_Task material_
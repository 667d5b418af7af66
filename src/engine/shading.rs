use crate::{engine::types::Lighting, renderer::Tint};

/// Darkening applied to faces hit on the X side.
pub const SIDE_X_DARKEN: u8 = 12;

/// Clamp without panicking when `lo > hi` (an inverted light range simply
/// pins the channel to `hi`).
#[inline]
pub fn clamp_channel(v: i32, lo: u8, hi: u8) -> u8 {
    v.max(lo as i32).min(hi as i32) as u8
}

/// Distance-based tint: `255 + sqrt(d) · falloff + global + bias`, clamped
/// per channel into the configured light range.
pub fn shade(distance: f64, bias: f64, light: &Lighting) -> Tint {
    let raw = 255.0 + distance.sqrt() * light.falloff + light.global_illumination + bias;
    // saturating cast; NaN lands on 0 and then on the lower bound
    let v = raw as i32;
    Tint::rgb(
        clamp_channel(v, light.min.r, light.max.r),
        clamp_channel(v, light.min.g, light.max.g),
        clamp_channel(v, light.min.b, light.max.b),
    )
}

#[cfg(test)]
mod tests {
    use super::*;
    use rand::{Rng, SeedableRng, rngs::StdRng};

    fn lighting(falloff: f64, global: f64) -> Lighting {
        Lighting {
            falloff,
            global_illumination: global,
            min: Tint::rgb(10, 20, 30),
            max: Tint::rgb(200, 210, 220),
        }
    }

    #[test]
    fn near_is_bright_far_is_dark() {
        let l = lighting(-100.0, 0.0);
        assert_eq!(shade(0.0, 0.0, &l), Tint::rgb(200, 210, 220));
        assert_eq!(shade(100.0, 0.0, &l), Tint::rgb(10, 20, 30));
    }

    #[test]
    fn mid_range_passes_through() {
        let l = lighting(-10.0, 0.0);
        // 255 - 2 * 10 = 235 → clamped by max only on r (200) and g (210)
        assert_eq!(shade(4.0, 0.0, &l), Tint::rgb(200, 210, 220));
        // 255 - 10 * 10 = 155
        assert_eq!(shade(100.0, 0.0, &l), Tint::rgb(155, 155, 155));
    }

    #[test]
    fn bias_lifts_sprites_out_of_darkness() {
        let l = lighting(-100.0, 0.0);
        assert_eq!(shade(100.0, 1e6, &l), Tint::rgb(200, 210, 220));
    }

    #[test]
    fn output_always_within_range() {
        let mut rng = StdRng::seed_from_u64(7);
        for _ in 0..2_000 {
            let l = lighting(rng.gen_range(-1e4..1e4), rng.gen_range(-1e4..1e4));
            let t = shade(rng.gen_range(0.0..1e6), rng.gen_range(-1e5..1e5), &l);
            assert!((l.min.r..=l.max.r).contains(&t.r));
            assert!((l.min.g..=l.max.g).contains(&t.g));
            assert!((l.min.b..=l.max.b).contains(&t.b));
        }
    }

    #[test]
    fn inverted_range_does_not_panic() {
        assert_eq!(clamp_channel(100, 200, 50), 50);
    }
}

_Problem_
From the entries above, extract only the lines running from the one containing "pins the channel" through the one containing "the lower bound", inclusive.

_Solution below_
/// pins the channel to `hi`).
#[inline]
pub fn clamp_channel(v: i32, lo: u8, hi: u8) -> u8 {
    v.max(lo as i32).min(hi as i32) as u8
}

/// Distance-based tint: `255 + sqrt(d) · falloff + global + bias`, clamped
/// per channel into the configured light range.
pub fn shade(distance: f64, bias: f64, light: &Lighting) -> Tint {
    let raw = 255.0 + distance.sqrt() * light.falloff + light.global_illumination + bias;
    // saturating cast; NaN lands on 0 and then on the lower bound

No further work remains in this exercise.